* [EXERCISE INPUTS]:

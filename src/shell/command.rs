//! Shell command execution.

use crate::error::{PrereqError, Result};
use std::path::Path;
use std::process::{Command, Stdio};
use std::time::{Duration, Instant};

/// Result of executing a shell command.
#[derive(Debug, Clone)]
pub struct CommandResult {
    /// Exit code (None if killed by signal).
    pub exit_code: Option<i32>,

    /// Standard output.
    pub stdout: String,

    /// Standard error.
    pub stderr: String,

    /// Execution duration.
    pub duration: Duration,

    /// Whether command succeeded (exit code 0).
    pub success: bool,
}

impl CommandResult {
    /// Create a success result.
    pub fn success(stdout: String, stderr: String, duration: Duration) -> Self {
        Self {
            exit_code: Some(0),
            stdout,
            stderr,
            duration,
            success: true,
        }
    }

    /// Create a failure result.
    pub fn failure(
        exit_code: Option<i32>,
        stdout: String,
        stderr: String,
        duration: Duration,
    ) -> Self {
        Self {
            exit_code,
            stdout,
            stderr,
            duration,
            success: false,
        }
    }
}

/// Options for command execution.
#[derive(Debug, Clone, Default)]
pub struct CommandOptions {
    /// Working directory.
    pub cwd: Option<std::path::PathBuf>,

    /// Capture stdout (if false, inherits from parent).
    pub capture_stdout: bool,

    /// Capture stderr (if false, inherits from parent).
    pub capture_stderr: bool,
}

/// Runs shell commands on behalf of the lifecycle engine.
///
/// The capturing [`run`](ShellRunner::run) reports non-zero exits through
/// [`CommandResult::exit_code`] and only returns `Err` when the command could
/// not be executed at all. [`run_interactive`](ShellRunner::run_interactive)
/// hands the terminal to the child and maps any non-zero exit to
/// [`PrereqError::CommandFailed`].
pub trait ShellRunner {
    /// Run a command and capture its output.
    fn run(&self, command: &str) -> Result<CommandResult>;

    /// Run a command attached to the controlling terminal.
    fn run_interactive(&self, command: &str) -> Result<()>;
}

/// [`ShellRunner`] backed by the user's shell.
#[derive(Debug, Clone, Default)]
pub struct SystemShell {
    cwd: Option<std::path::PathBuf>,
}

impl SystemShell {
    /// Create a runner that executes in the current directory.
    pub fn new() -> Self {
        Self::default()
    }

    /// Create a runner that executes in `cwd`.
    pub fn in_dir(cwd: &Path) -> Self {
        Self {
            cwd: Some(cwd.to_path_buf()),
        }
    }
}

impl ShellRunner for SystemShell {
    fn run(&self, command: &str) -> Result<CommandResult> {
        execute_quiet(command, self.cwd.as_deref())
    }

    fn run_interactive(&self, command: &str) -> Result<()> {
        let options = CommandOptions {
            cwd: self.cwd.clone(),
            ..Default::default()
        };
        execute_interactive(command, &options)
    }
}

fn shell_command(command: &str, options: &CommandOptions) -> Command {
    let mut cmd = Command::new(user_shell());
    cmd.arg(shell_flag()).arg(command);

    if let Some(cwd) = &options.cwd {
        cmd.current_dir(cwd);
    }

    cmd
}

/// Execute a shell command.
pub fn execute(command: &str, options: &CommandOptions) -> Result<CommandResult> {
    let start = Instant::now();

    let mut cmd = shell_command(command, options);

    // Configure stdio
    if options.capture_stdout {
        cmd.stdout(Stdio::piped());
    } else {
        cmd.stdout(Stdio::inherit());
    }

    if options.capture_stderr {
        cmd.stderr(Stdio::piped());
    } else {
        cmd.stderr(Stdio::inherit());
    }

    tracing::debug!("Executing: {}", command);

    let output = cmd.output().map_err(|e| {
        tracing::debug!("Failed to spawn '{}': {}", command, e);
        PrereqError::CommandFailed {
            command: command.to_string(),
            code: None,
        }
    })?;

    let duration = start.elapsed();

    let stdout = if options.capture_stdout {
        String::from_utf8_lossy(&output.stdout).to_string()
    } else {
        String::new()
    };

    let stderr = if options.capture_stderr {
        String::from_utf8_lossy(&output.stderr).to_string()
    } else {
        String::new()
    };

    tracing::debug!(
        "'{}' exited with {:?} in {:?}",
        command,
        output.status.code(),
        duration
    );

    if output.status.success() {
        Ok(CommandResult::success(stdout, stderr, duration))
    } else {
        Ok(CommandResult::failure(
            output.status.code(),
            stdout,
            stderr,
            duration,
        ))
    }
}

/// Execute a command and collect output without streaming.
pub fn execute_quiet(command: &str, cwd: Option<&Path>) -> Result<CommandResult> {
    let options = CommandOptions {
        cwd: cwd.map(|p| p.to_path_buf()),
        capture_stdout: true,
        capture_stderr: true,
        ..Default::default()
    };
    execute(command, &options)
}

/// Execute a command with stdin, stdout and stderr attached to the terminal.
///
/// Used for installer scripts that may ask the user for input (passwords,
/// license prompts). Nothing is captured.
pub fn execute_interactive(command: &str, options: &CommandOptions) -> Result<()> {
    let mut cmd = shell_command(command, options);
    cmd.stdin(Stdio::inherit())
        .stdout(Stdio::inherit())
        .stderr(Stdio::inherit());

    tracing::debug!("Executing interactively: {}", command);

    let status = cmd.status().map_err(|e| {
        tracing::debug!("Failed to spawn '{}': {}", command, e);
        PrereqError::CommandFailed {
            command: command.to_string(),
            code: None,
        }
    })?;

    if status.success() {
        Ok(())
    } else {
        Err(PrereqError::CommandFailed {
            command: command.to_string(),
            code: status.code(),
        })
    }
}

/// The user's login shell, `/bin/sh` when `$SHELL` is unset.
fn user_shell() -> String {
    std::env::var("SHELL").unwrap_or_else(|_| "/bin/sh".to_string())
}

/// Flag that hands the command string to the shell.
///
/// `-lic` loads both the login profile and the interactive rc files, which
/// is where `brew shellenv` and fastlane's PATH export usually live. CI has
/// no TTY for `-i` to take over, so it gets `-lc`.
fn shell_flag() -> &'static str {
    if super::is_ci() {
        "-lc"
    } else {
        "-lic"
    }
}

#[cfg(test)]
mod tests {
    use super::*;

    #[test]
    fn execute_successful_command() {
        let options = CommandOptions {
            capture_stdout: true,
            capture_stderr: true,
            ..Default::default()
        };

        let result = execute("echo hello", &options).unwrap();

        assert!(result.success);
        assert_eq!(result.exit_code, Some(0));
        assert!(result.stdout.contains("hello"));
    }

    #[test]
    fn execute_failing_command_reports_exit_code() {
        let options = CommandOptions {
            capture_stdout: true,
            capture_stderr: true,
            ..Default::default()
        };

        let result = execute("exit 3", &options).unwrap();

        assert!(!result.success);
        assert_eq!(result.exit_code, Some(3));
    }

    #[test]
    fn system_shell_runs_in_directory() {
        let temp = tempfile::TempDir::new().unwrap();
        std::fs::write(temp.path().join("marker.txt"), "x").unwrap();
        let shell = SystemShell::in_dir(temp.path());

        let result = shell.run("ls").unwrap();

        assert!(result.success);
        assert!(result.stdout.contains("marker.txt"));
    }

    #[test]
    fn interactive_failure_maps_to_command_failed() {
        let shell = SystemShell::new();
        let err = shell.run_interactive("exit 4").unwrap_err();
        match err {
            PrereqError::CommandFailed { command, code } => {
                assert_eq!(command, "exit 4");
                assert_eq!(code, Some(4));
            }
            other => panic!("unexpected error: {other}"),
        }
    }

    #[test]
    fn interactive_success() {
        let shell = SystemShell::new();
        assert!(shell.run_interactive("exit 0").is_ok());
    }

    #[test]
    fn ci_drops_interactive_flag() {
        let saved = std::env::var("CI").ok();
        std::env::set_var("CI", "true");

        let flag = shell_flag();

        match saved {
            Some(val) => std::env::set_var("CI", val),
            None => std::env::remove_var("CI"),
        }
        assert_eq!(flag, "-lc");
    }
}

* [WHAT THE TASK REQUIRES]: This exercise requires all the entries to be written out again exactly.

* [YOUR RESPONSE]:
filename src/shell/command.rs
//! Shell command execution.

use crate::error::{PrereqError, Result};
use std::path::Path;
use std::process::{Command, Stdio};
use std::time::{Duration, Instant};

/// Result of executing a shell command.
#[derive(Debug, Clone)]
pub struct CommandResult {
    /// Exit code (None if killed by signal).
    pub exit_code: Option<i32>,

    /// Standard output.
    pub stdout: String,

    /// Standard error.
    pub stderr: String,

    /// Execution duration.
    pub duration: Duration,

    /// Whether command succeeded (exit code 0).
    pub success: bool,
}

impl CommandResult {
    /// Create a success result.
    pub fn success(stdout: String, stderr: String, duration: Duration) -> Self {
        Self {
            exit_code: Some(0),
            stdout,
            stderr,
            duration,
            success: true,
        }
    }

    /// Create a failure result.
    pub fn failure(
        exit_code: Option<i32>,
        stdout: String,
        stderr: String,
        duration: Duration,
    ) -> Self {
        Self {
            exit_code,
            stdout,
            stderr,
            duration,
            success: false,
        }
    }
}

/// Options for command execution.
#[derive(Debug, Clone, Default)]
pub struct CommandOptions {
    /// Working directory.
    pub cwd: Option<std::path::PathBuf>,

    /// Capture stdout (if false, inherits from parent).
    pub capture_stdout: bool,

    /// Capture stderr (if false, inherits from parent).
    pub capture_stderr: bool,
}

/// Runs shell commands on behalf of the lifecycle engine.
///
/// The capturing [`run`](ShellRunner::run) reports non-zero exits through
/// [`CommandResult::exit_code`] and only returns `Err` when the command could
/// not be executed at all. [`run_interactive`](ShellRunner::run_interactive)
/// hands the terminal to the child and maps any non-zero exit to
/// [`PrereqError::CommandFailed`].
pub trait ShellRunner {
    /// Run a command and capture its output.
    fn run(&self, command: &str) -> Result<CommandResult>;

    /// Run a command attached to the controlling terminal.
    fn run_interactive(&self, command: &str) -> Result<()>;
}

/// [`ShellRunner`] backed by the user's shell.
#[derive(Debug, Clone, Default)]
pub struct SystemShell {
    cwd: Option<std::path::PathBuf>,
}

impl SystemShell {
    /// Create a runner that executes in the current directory.
    pub fn new() -> Self {
        Self::default()
    }

    /// Create a runner that executes in `cwd`.
    pub fn in_dir(cwd: &Path) -> Self {
        Self {
            cwd: Some(cwd.to_path_buf()),
        }
    }
}

impl ShellRunner for SystemShell {
    fn run(&self, command: &str) -> Result<CommandResult> {
        execute_quiet(command, self.cwd.as_deref())
    }

    fn run_interactive(&self, command: &str) -> Result<()> {
        let options = CommandOptions {
            cwd: self.cwd.clone(),
            ..Default::default()
        };
        execute_interactive(command, &options)
    }
}

fn shell_command(command: &str, options: &CommandOptions) -> Command {
    let mut cmd = Command::new(user_shell());
    cmd.arg(shell_flag()).arg(command);

    if let Some(cwd) = &options.cwd {
        cmd.current_dir(cwd);
    }

    cmd
}

/// Execute a shell command.
pub fn execute(command: &str, options: &CommandOptions) -> Result<CommandResult> {
    let start = Instant::now();

    let mut cmd = shell_command(command, options);

    // Configure stdio
    if options.capture_stdout {
        cmd.stdout(Stdio::piped());
    } else {
        cmd.stdout(Stdio::inherit());
    }

    if options.capture_stderr {
        cmd.stderr(Stdio::piped());
    } else {
        cmd.stderr(Stdio::inherit());
    }

    tracing::debug!("Executing: {}", command);

    let output = cmd.output().map_err(|e| {
        tracing::debug!("Failed to spawn '{}': {}", command, e);
        PrereqError::CommandFailed {
            command: command.to_string(),
            code: None,
        }
    })?;

    let duration = start.elapsed();

    let stdout = if options.capture_stdout {
        String::from_utf8_lossy(&output.stdout).to_string()
    } else {
        String::new()
    };

    let stderr = if options.capture_stderr {
        String::from_utf8_lossy(&output.stderr).to_string()
    } else {
        String::new()
    };

    tracing::debug!(
        "'{}' exited with {:?} in {:?}",
        command,
        output.status.code(),
        duration
    );

    if output.status.success() {
        Ok(CommandResult::success(stdout, stderr, duration))
    } else {
        Ok(CommandResult::failure(
            output.status.code(),
            stdout,
            stderr,
            duration,
        ))
    }
}

/// Execute a command and collect output without streaming.
pub fn execute_quiet(command: &str, cwd: Option<&Path>) -> Result<CommandResult> {
    let options = CommandOptions {
        cwd: cwd.map(|p| p.to_path_buf()),
        capture_stdout: true,
        capture_stderr: true,
        ..Default::default()
    };
    execute(command, &options)
}

/// Execute a command with stdin, stdout and stderr attached to the terminal.
///
/// Used for installer scripts that may ask the user for input (passwords,
/// license prompts). Nothing is captured.
pub fn execute_interactive(command: &str, options: &CommandOptions) -> Result<()> {
    let mut cmd = shell_command(command, options);
    cmd.stdin(Stdio::inherit())
        .stdout(Stdio::inherit())
        .stderr(Stdio::inherit());

    tracing::debug!("Executing interactively: {}", command);

    let status = cmd.status().map_err(|e| {
        tracing::debug!("Failed to spawn '{}': {}", command, e);
        PrereqError::CommandFailed {
            command: command.to_string(),
            code: None,
        }
    })?;

    if status.success() {
        Ok(())
    } else {
        Err(PrereqError::CommandFailed {
            command: command.to_string(),
            code: status.code(),
        })
    }
}

/// The user's login shell, `/bin/sh` when `$SHELL` is unset.
fn user_shell() -> String {
    std::env::var("SHELL").unwrap_or_else(|_| "/bin/sh".to_string())
}

/// Flag that hands the command string to the shell.
///
/// `-lic` loads both the login profile and the interactive rc files, which
/// is where `brew shellenv` and fastlane's PATH export usually live. CI has
/// no TTY for `-i` to take over, so it gets `-lc`.
fn shell_flag() -> &'static str {
    if super::is_ci() {
        "-lc"
    } else {
        "-lic"
    }
}

#[cfg(test)]
mod tests {
    use super::*;

    #[test]
    fn execute_successful_command() {
        let options = CommandOptions {
            capture_stdout: true,
            capture_stderr: true,
            ..Default::default()
        };

        let result = execute("echo hello", &options).unwrap();

        assert!(result.success);
        assert_eq!(result.exit_code, Some(0));
        assert!(result.stdout.contains("hello"));
    }

    #[test]
    fn execute_failing_command_reports_exit_code() {
        let options = CommandOptions {
            capture_stdout: true,
            capture_stderr: true,
            ..Default::default()
        };

        let result = execute("exit 3", &options).unwrap();

        assert!(!result.success);
        assert_eq!(result.exit_code, Some(3));
    }

    #[test]
    fn system_shell_runs_in_directory() {
        let temp = tempfile::TempDir::new().unwrap();
        std::fs::write(temp.path().join("marker.txt"), "x").unwrap();
        let shell = SystemShell::in_dir(temp.path());

        let result = shell.run("ls").unwrap();

        assert!(result.success);
        assert!(result.stdout.contains("marker.txt"));
    }

    #[test]
    fn interactive_failure_maps_to_command_failed() {
        let shell = SystemShell::new();
        let err = shell.run_interactive("exit 4").unwrap_err();
        match err {
            PrereqError::CommandFailed { command, code } => {
                assert_eq!(command, "exit 4");
                assert_eq!(code, Some(4));
            }
            other => panic!("unexpected error: {other}"),
        }
    }

    #[test]
    fn interactive_success() {
        let shell = SystemShell::new();
        assert!(shell.run_interactive("exit 0").is_ok());
    }

    #[test]
    fn ci_drops_interactive_flag() {
        let saved = std::env::var("CI").ok();
        std::env::set_var("CI", "true");

        let flag = shell_flag();

        match saved {
            Some(val) => std::env::set_var("CI", val),
            None => std::env::remove_var("CI"),
        }
        assert_eq!(flag, "-lc");
    }
}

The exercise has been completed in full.